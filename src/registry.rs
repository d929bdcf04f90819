//! Name-keyed provider registries with "current default" tracking.

use crate::error::{IntegratorError, Result};
use crate::traits::{ImageProvider, ImageProviderSummary, TextProvider, TextProviderSummary};
use serde::Serialize;
use std::collections::{BTreeMap, HashMap};
use std::sync::Arc;

struct Entry<P: ?Sized> {
    seq: u64,
    provider: Arc<P>,
}

/// Maps caller-chosen names to providers and tracks a default entry.
///
/// The first registered entry becomes the default. When the default is
/// removed, the earliest-registered remaining entry takes over; an empty
/// registry has no default. The default, when set, always names a present
/// entry.
///
/// A registry is a plain value with no internal locking. The
/// [`Orchestrator`](crate::orchestrator::Orchestrator) guards each of its two
/// registries with its own lock.
pub struct ProviderRegistry<P: ?Sized> {
    kind: &'static str,
    entries: HashMap<String, Entry<P>>,
    /// Insertion sequence -> name, used to pick a successor default deterministically.
    order: BTreeMap<u64, String>,
    next_seq: u64,
    default: Option<String>,
}

impl<P: ?Sized> ProviderRegistry<P> {
    /// Create an empty registry. `kind` (e.g. `"text"`) is used in error messages.
    pub fn new(kind: &'static str) -> Self {
        Self {
            kind,
            entries: HashMap::new(),
            order: BTreeMap::new(),
            next_seq: 0,
            default: None,
        }
    }

    pub fn kind(&self) -> &'static str {
        self.kind
    }

    /// Insert or replace `name`. Replacing keeps the entry's original position.
    /// Returns the provider previously registered under `name`, if any.
    pub fn add(&mut self, name: impl Into<String>, provider: Arc<P>) -> Option<Arc<P>> {
        let name = name.into();
        let previous = match self.entries.get_mut(&name) {
            Some(entry) => Some(std::mem::replace(&mut entry.provider, provider)),
            None => {
                let seq = self.next_seq;
                self.next_seq += 1;
                self.order.insert(seq, name.clone());
                self.entries.insert(name.clone(), Entry { seq, provider });
                None
            }
        };

        if self.default.is_none() {
            tracing::debug!(kind = self.kind, provider = %name, "Default provider set");
            self.default = Some(name);
        }
        previous
    }

    /// Remove `name` if present, reassigning the default when needed.
    pub fn remove(&mut self, name: &str) -> Option<Arc<P>> {
        let entry = self.entries.remove(name)?;
        self.order.remove(&entry.seq);

        if self.default.as_deref() == Some(name) {
            self.default = self.order.values().next().cloned();
            tracing::debug!(
                kind = self.kind,
                removed = %name,
                default = ?self.default,
                "Default provider reassigned"
            );
        }
        Some(entry.provider)
    }

    /// Make `name` the default. Fails with [`IntegratorError::NotFound`] if absent.
    pub fn set_default(&mut self, name: &str) -> Result<()> {
        if !self.entries.contains_key(name) {
            return Err(self.not_found(name));
        }
        self.default = Some(name.to_string());
        Ok(())
    }

    /// Look up `name`, or the default provider when `name` is `None`.
    pub fn get(&self, name: Option<&str>) -> Result<Arc<P>> {
        self.resolve(name).map(|(_, provider)| provider)
    }

    /// Like [`get`](Self::get) but also returns the registry name the lookup
    /// resolved to.
    pub fn resolve(&self, name: Option<&str>) -> Result<(String, Arc<P>)> {
        let name = match name {
            Some(name) => name,
            None => self
                .default
                .as_deref()
                .ok_or_else(|| IntegratorError::NoProvidersConfigured(self.kind.to_string()))?,
        };
        self.entries
            .get(name)
            .map(|entry| (name.to_string(), entry.provider.clone()))
            .ok_or_else(|| self.not_found(name))
    }

    pub fn default_name(&self) -> Option<&str> {
        self.default.as_deref()
    }

    pub fn contains(&self, name: &str) -> bool {
        self.entries.contains_key(name)
    }

    pub fn len(&self) -> usize {
        self.entries.len()
    }

    pub fn is_empty(&self) -> bool {
        self.entries.is_empty()
    }

    /// Registered names in insertion order.
    pub fn names(&self) -> Vec<String> {
        self.order.values().cloned().collect()
    }

    /// Entries in insertion order.
    pub fn iter(&self) -> impl Iterator<Item = (&str, &Arc<P>)> {
        self.order.values().filter_map(|name| {
            self.entries
                .get(name)
                .map(|entry| (name.as_str(), &entry.provider))
        })
    }

    fn not_found(&self, name: &str) -> IntegratorError {
        IntegratorError::NotFound(format!("{} provider '{}' not found", self.kind, name))
    }
}

impl ProviderRegistry<dyn TextProvider> {
    /// Name -> identity and model list for every registered text provider.
    pub fn list(&self) -> BTreeMap<String, TextProviderSummary> {
        self.iter()
            .map(|(name, provider)| (name.to_string(), TextProviderSummary::of(provider.as_ref())))
            .collect()
    }
}

impl ProviderRegistry<dyn ImageProvider> {
    /// Name -> identity, model list, and capability sets for every registered
    /// image provider.
    pub fn list(&self) -> BTreeMap<String, ImageProviderSummary> {
        self.iter()
            .map(|(name, provider)| (name.to_string(), ImageProviderSummary::of(provider.as_ref())))
            .collect()
    }
}

/// Combined introspection view; serializes as `{"text": {...}, "image": {...}}`.
#[derive(Debug, Clone, PartialEq, Serialize)]
pub struct ProviderListing {
    pub text: BTreeMap<String, TextProviderSummary>,
    pub image: BTreeMap<String, ImageProviderSummary>,
}
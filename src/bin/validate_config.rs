//! `uni-validate-config`: check a provider configuration file before deploying it.
//!
//! Usage:
//!
//! ```text
//! uni-validate-config <config.json> [--strict] [--quiet]
//! ```
//!
//! Exit codes: `0` valid, `1` invalid (or warnings under `--strict`),
//! `2` the file could not be read or parsed.

use std::process;
use uni_integrator::validation::{ValidationReport, validate_config};

const EXIT_VALID: i32 = 0;
const EXIT_INVALID: i32 = 1;
const EXIT_UNREADABLE: i32 = 2;

fn print_usage() {
    eprintln!("Usage: uni-validate-config <config.json> [OPTIONS]");
    eprintln!();
    eprintln!("Arguments:");
    eprintln!("  <config.json>  Path to the configuration JSON file");
    eprintln!();
    eprintln!("Options:");
    eprintln!("  --strict       Treat warnings as errors");
    eprintln!("  --quiet        Only print errors");
    eprintln!("  --help         Show this message");
}

struct Args {
    config_path: String,
    strict: bool,
    quiet: bool,
}

fn main() {
    tracing_subscriber::fmt()
        .with_env_filter(tracing_subscriber::EnvFilter::from_default_env())
        .with_writer(std::io::stderr)
        .init();

    let args = match parse_args() {
        Ok(Some(args)) => args,
        Ok(None) => return,
        Err(e) => {
            eprintln!("error: {e}");
            process::exit(EXIT_UNREADABLE);
        }
    };

    let config = match load(&args.config_path) {
        Ok(config) => config,
        Err(e) => {
            eprintln!("ERROR: {e}");
            process::exit(EXIT_UNREADABLE);
        }
    };

    let report = validate_config(&config);
    process::exit(print_report(&report, &args));
}

fn parse_args() -> anyhow::Result<Option<Args>> {
    let mut config_path: Option<String> = None;
    let mut strict = false;
    let mut quiet = false;

    for arg in std::env::args().skip(1) {
        match arg.as_str() {
            "--help" | "-h" => {
                print_usage();
                return Ok(None);
            }
            "--strict" => strict = true,
            "--quiet" | "-q" => quiet = true,
            _ if arg.starts_with('-') => anyhow::bail!("Unknown option: {arg}"),
            _ => {
                if config_path.is_some() {
                    anyhow::bail!("Unexpected argument: {arg}");
                }
                config_path = Some(arg);
            }
        }
    }

    let config_path = config_path.ok_or_else(|| {
        print_usage();
        anyhow::anyhow!("Missing required argument: <config.json>")
    })?;

    Ok(Some(Args {
        config_path,
        strict,
        quiet,
    }))
}

fn load(path: &str) -> anyhow::Result<serde_json::Value> {
    let raw = std::fs::read_to_string(path)
        .map_err(|e| anyhow::anyhow!("Failed to read config file '{path}': {e}"))?;
    serde_json::from_str(&raw).map_err(|e| anyhow::anyhow!("Failed to parse '{path}': {e}"))
}

fn print_report(report: &ValidationReport, args: &Args) -> i32 {
    for error in &report.errors {
        println!("ERROR: {error}");
    }

    if !args.quiet || args.strict {
        for warning in &report.warnings {
            println!("WARNING: {warning}");
        }
    }

    if !report.valid {
        return EXIT_INVALID;
    }
    if args.strict && !report.warnings.is_empty() {
        println!("ERROR: warnings are not allowed in --strict mode");
        return EXIT_INVALID;
    }

    if !args.quiet {
        let providers: Vec<&str> = report
            .settings
            .as_ref()
            .map(|s| s.provider_names())
            .unwrap_or_default();
        println!("OK: Configuration valid. Providers: {providers:?}");
    }
    EXIT_VALID
}
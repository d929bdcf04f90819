//! End-to-end configuration validation.

use serde_json::json;
use uni_integrator::config::Settings;
use uni_integrator::error::IntegratorError;
use uni_integrator::validation::{ValidationMode, validate_config, validate_config_strict};

#[test]
fn test_mixed_network_and_local_config_is_valid() {
    let config = json!({
        "providers": {
            "openai": {"api_key": "sk-test", "default_model": "gpt-4"},
            "anthropic": {"api_key": "sk-ant", "base_url": "https://api.anthropic.com"},
            "ollama": {"model_path": "/models/llama3", "device": "cuda"},
            "custom": {"api_key": "abc", "parameters": {"region": "eu"}}
        },
        "default_provider": "ollama"
    });

    let settings = validate_config_strict(&config).unwrap();
    assert_eq!(settings.providers.len(), 4);
    assert_eq!(settings.providers["ollama"].device.as_deref(), Some("cuda"));
    assert_eq!(settings.providers["custom"].parameters["region"], "eu");
    assert!(settings.providers["ollama"].is_local());
}

#[test]
fn test_every_problem_is_reported() {
    let report = validate_config(&json!({
        "providers": {
            "openai": {"default_model": "gpt-4"},
            "local": {"model_path": null},
            "weird": 42
        },
        "default_provider": "google",
        "max_retries": 5
    }));

    assert!(!report.valid);
    assert!(report.settings.is_none());
    assert_eq!(
        report.errors,
        vec![
            "provider 'local' has empty value for required field: 'model_path'".to_string(),
            "provider 'openai' missing required field: 'api_key'".to_string(),
            "provider 'weird': expected object, got number".to_string(),
            r#"default_provider 'google' not found in providers. Available: ["local", "openai", "weird"]"#
                .to_string(),
        ]
    );
    assert_eq!(report.warnings.len(), 1);
}

#[test]
fn test_empty_config_is_valid_with_defaults() {
    let report = validate_config(&json!({}));
    assert!(report.valid);
    assert_eq!(report.settings.unwrap(), Settings::default());
}

#[test]
fn test_strict_mode_and_error_variant() {
    let config = json!({
        "providers": {"openai": {"api_key": "sk"}},
        "timeout": 120
    });
    let report = validate_config(&config);
    assert!(report.valid);
    assert!(matches!(
        report.into_settings(ValidationMode::Strict),
        Err(IntegratorError::ConfigInvalid(_))
    ));

    let err = validate_config_strict(&json!({"providers": "openai"})).unwrap_err();
    assert_eq!(
        err.to_string(),
        "Configuration invalid: 'providers' must be an object, got string"
    );
}
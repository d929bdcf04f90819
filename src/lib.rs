//! Provider-agnostic orchestration of text and image generation backends.
//!
//! Uni-Integrator routes generation requests to named providers, fans a single
//! prompt out to several providers concurrently with per-entry failure
//! isolation, and stamps every response with a provenance envelope built on
//! deterministic canonical-JSON hashing. A config validator reports broken
//! provider configuration with operator-readable messages.
//!
//! # Key concepts
//!
//! - **[`Orchestrator`](orchestrator::Orchestrator)**: owns two registries
//!   (text and image) and dispatches requests to them.
//! - **Providers**: pluggable backends implementing
//!   [`TextProvider`](traits::TextProvider) or
//!   [`ImageProvider`](traits::ImageProvider). Image providers declare the
//!   sizes, styles, formats, and batch size they support; requests are
//!   validated against them before any backend call.
//! - **Provenance**: [`ProvenanceEnvelope`](provenance::ProvenanceEnvelope)
//!   records who produced what from which input, attached under
//!   `metadata["provenance"]`.
//! - **Configuration**: [`validate_config`](validation::validate_config)
//!   turns a raw JSON document into typed [`Settings`](config::Settings).
//!
//! # Quick start
//!
//! ```rust,no_run
//! use std::collections::HashMap;
//! use std::sync::Arc;
//! use uni_integrator::api::TextOptions;
//! use uni_integrator::mock::MockTextProvider;
//! use uni_integrator::orchestrator::Orchestrator;
//!
//! # async fn example() -> uni_integrator::error::Result<()> {
//! let orchestrator = Orchestrator::new();
//! orchestrator.add_provider("fast", Arc::new(MockTextProvider::new())).await;
//! orchestrator.add_provider("slow", Arc::new(MockTextProvider::new().with_delay(50))).await;
//!
//! let response = orchestrator
//!     .generate_text("Explain AI", None, None, TextOptions::default())
//!     .await?;
//! println!("{}", response);
//!
//! let mut entries = HashMap::new();
//! entries.insert("fast".to_string(), TextOptions::with_model("mock-small"));
//! entries.insert("slow".to_string(), TextOptions::with_model("mock-large"));
//! for (name, result) in orchestrator.generate_text_fan_out("Explain AI", entries).await {
//!     match result {
//!         Ok(response) => println!("{name}: {response}"),
//!         Err(e) => eprintln!("{name} failed: {e}"),
//!     }
//! }
//! # Ok(())
//! # }
//! ```

pub mod api;
pub mod config;
pub mod error;
pub mod mock;
pub mod orchestrator;
pub mod provenance;
pub mod registry;
pub mod traits;
pub mod validation;
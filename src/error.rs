//! Error types for the integrator.

use thiserror::Error;

/// Convenience alias used throughout the crate.
pub type Result<T> = std::result::Result<T, IntegratorError>;

/// Unified error type covering registry lookups, request validation,
/// configuration checks, and backend failures reported by provider adapters.
///
/// Backend adapters translate their native failures into one of the
/// backend-reported variants ([`AuthenticationFailed`](Self::AuthenticationFailed)
/// through [`BackendUnreachable`](Self::BackendUnreachable)) so that callers can
/// match on the failure *category* regardless of which backend produced it.
#[derive(Debug, Error)]
pub enum IntegratorError {
    /// The requested registry entry does not exist.
    #[error("{0}")]
    NotFound(String),

    /// A default provider was requested but the registry is empty.
    #[error("No {0} providers configured")]
    NoProvidersConfigured(String),

    /// The model is not in the resolved provider's declared model list.
    #[error("Model '{model}' not available from provider '{provider}'")]
    ModelNotFound { model: String, provider: String },

    /// One or more capability or shape violations. Always carries the full list.
    #[error("Validation failed for {subject}: {}", .violations.join("; "))]
    ValidationFailed {
        subject: String,
        violations: Vec<String>,
    },

    /// The backend rejected the credentials.
    #[error("Authentication failed: {0}")]
    AuthenticationFailed(String),

    /// The backend throttled the request.
    #[error("Rate limited: {0}")]
    RateLimited(String),

    /// The prompt or output violated the backend's content policy.
    #[error("Content policy violation: {0}")]
    ContentPolicyViolation(String),

    /// The account's generation quota is exhausted.
    #[error("Quota exceeded: {0}")]
    QuotaExceeded(String),

    /// The backend accepted the request but generation failed.
    #[error("Generation failed: {0}")]
    GenerationFailed(String),

    /// The backend could not be reached (transport failure, 5xx, local engine down).
    #[error("Backend unreachable: {0}")]
    BackendUnreachable(String),

    /// Aggregate configuration failure with the joined per-field messages.
    #[error("Configuration invalid: {0}")]
    ConfigInvalid(String),
}

impl IntegratorError {
    /// Shorthand for a [`ValidationFailed`](Self::ValidationFailed) with a single violation.
    pub fn validation(subject: impl Into<String>, violation: impl Into<String>) -> Self {
        Self::ValidationFailed {
            subject: subject.into(),
            violations: vec![violation.into()],
        }
    }

    /// Returns `true` for transient backend errors that an adapter may choose
    /// to retry: [`RateLimited`](Self::RateLimited) and
    /// [`BackendUnreachable`](Self::BackendUnreachable).
    ///
    /// The orchestrator itself never retries.
    pub fn is_retryable(&self) -> bool {
        matches!(self, Self::RateLimited(_) | Self::BackendUnreachable(_))
    }

    /// Returns `true` for errors raised before any backend call was attempted.
    pub fn is_pre_dispatch(&self) -> bool {
        matches!(
            self,
            Self::NotFound(_)
                | Self::NoProvidersConfigured(_)
                | Self::ModelNotFound { .. }
                | Self::ValidationFailed { .. }
                | Self::ConfigInvalid(_)
        )
    }

    /// Map a non-success HTTP status returned by a remote backend onto the
    /// error taxonomy. Returns `None` for 2xx statuses.
    ///
    /// Intended for adapter implementations; `detail` is usually the response
    /// body or the backend's error message.
    pub fn from_http_status(provider: &str, status: u16, detail: &str) -> Option<Self> {
        let message = if detail.is_empty() {
            format!("{} returned HTTP {}", provider, status)
        } else {
            format!("{} returned HTTP {}: {}", provider, status, detail)
        };
        match status {
            200..=299 => None,
            401 | 403 => Some(Self::AuthenticationFailed(message)),
            402 => Some(Self::QuotaExceeded(message)),
            429 => Some(Self::RateLimited(message)),
            451 => Some(Self::ContentPolicyViolation(message)),
            500..=599 => Some(Self::BackendUnreachable(message)),
            _ => Some(Self::GenerationFailed(message)),
        }
    }
}
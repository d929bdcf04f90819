//! Capability contracts that every text or image backend must satisfy.

use crate::api::{
    ImageFormat, ImageRequest, ImageResponse, ImageSize, ImageStyle, TextRequest, TextResponse,
};
use crate::error::Result;
use async_trait::async_trait;
use serde::Serialize;
use std::collections::BTreeSet;

/// Default batch limit for image providers that do not declare one.
pub const DEFAULT_MAX_IMAGES_PER_REQUEST: u32 = 4;

/// A backend that generates text.
///
/// Implementations own their transport, credentials, and retries, and map
/// native failures onto [`IntegratorError`](crate::error::IntegratorError).
/// Any mutable state (call counters, lazily built clients) is private to the
/// provider and must use interior mutability.
#[async_trait]
pub trait TextProvider: Send + Sync {
    /// Display identity of the backend (e.g. `"OpenAI"`).
    fn name(&self) -> &str;

    /// Model identifiers this provider serves, in preference order.
    fn available_models(&self) -> Vec<String>;

    /// Perform one generation call.
    async fn generate(&self, request: &TextRequest) -> Result<TextResponse>;

    /// `true` iff `model` is one of [`available_models`](Self::available_models).
    fn validate_model(&self, model: &str) -> bool {
        self.available_models().iter().any(|m| m == model)
    }

    /// Model used when a single dispatch does not name one. Defaults to the
    /// first available model.
    fn default_model(&self) -> Option<String> {
        self.available_models().into_iter().next()
    }

    /// Hash of the loaded model weights, for local providers.
    fn weights_hash(&self) -> Option<String> {
        None
    }

    /// Hash of the provider's effective configuration, secrets excluded.
    fn config_hash(&self) -> Option<String> {
        None
    }
}

/// A backend that generates images.
///
/// Capability sets default to every known value and the batch limit to
/// [`DEFAULT_MAX_IMAGES_PER_REQUEST`]; override them to restrict.
#[async_trait]
pub trait ImageProvider: Send + Sync {
    /// Display identity of the backend (e.g. `"DALL-E"`).
    fn name(&self) -> &str;

    /// Model identifiers this provider serves, in preference order.
    fn available_models(&self) -> Vec<String>;

    /// Perform one generation call producing `request.num_images()` images.
    async fn generate_image(&self, request: &ImageRequest) -> Result<ImageResponse>;

    fn validate_model(&self, model: &str) -> bool {
        self.available_models().iter().any(|m| m == model)
    }

    fn supported_sizes(&self) -> BTreeSet<ImageSize> {
        ImageSize::ALL.into_iter().collect()
    }

    fn supported_styles(&self) -> BTreeSet<ImageStyle> {
        ImageStyle::ALL.into_iter().collect()
    }

    fn supported_formats(&self) -> BTreeSet<ImageFormat> {
        ImageFormat::ALL.into_iter().collect()
    }

    fn max_images_per_request(&self) -> u32 {
        DEFAULT_MAX_IMAGES_PER_REQUEST
    }

    fn supports_size(&self, size: ImageSize) -> bool {
        self.supported_sizes().contains(&size)
    }

    fn supports_style(&self, style: ImageStyle) -> bool {
        self.supported_styles().contains(&style)
    }

    fn supports_format(&self, format: ImageFormat) -> bool {
        self.supported_formats().contains(&format)
    }

    /// Check `request` against the declared capabilities.
    ///
    /// Every check runs independently and all violations are returned, so a
    /// caller sees every problem in one pass. An empty list means valid.
    fn validate_request(&self, request: &ImageRequest) -> Vec<String> {
        let mut errors = Vec::new();

        if !self.supports_size(request.size) {
            errors.push(format!(
                "Size {} not supported. Supported: {}",
                request.size,
                join_display(self.supported_sizes())
            ));
        }

        if !self.supports_style(request.style) {
            errors.push(format!(
                "Style {} not supported. Supported: {}",
                request.style,
                join_display(self.supported_styles())
            ));
        }

        if !self.supports_format(request.format) {
            errors.push(format!(
                "Format {} not supported. Supported: {}",
                request.format,
                join_display(self.supported_formats())
            ));
        }

        let max = self.max_images_per_request();
        if request.num_images() > max {
            errors.push(format!(
                "num_images ({}) exceeds maximum ({})",
                request.num_images(),
                max
            ));
        }

        if let Some(model) = &request.model {
            if !self.validate_model(model) {
                errors.push(format!(
                    "Model '{}' not available. Available: {}",
                    model,
                    self.available_models().join(", ")
                ));
            }
        }

        errors
    }

    fn weights_hash(&self) -> Option<String> {
        None
    }

    fn config_hash(&self) -> Option<String> {
        None
    }
}

fn join_display<T: std::fmt::Display>(items: impl IntoIterator<Item = T>) -> String {
    items
        .into_iter()
        .map(|item| item.to_string())
        .collect::<Vec<_>>()
        .join(", ")
}

/// Introspection view of a registered text provider.
#[derive(Debug, Clone, PartialEq, Serialize)]
pub struct TextProviderSummary {
    pub provider_name: String,
    pub models: Vec<String>,
}

impl TextProviderSummary {
    pub fn of(provider: &dyn TextProvider) -> Self {
        Self {
            provider_name: provider.name().to_string(),
            models: provider.available_models(),
        }
    }
}

/// Introspection view of a registered image provider, including its
/// capability sets.
#[derive(Debug, Clone, PartialEq, Serialize)]
pub struct ImageProviderSummary {
    pub provider_name: String,
    pub models: Vec<String>,
    pub supported_sizes: Vec<ImageSize>,
    pub supported_styles: Vec<ImageStyle>,
    pub supported_formats: Vec<ImageFormat>,
    pub max_images_per_request: u32,
}

impl ImageProviderSummary {
    pub fn of(provider: &dyn ImageProvider) -> Self {
        Self {
            provider_name: provider.name().to_string(),
            models: provider.available_models(),
            supported_sizes: provider.supported_sizes().into_iter().collect(),
            supported_styles: provider.supported_styles().into_iter().collect(),
            supported_formats: provider.supported_formats().into_iter().collect(),
            max_images_per_request: provider.max_images_per_request(),
        }
    }
}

■ **AIM OF THE EXERCISE**: From the records above, extract exactly and only the lines that begin at the line with "self.default = Some(name);" and stop after the line with "let entry = self.entries.remove(name)?;".

■ **THE COMPLETED TASK**:
            self.default = Some(name);
        }
        previous
    }

    /// Remove `name` if present, reassigning the default when needed.
    pub fn remove(&mut self, name: &str) -> Option<Arc<P>> {
        let entry = self.entries.remove(name)?;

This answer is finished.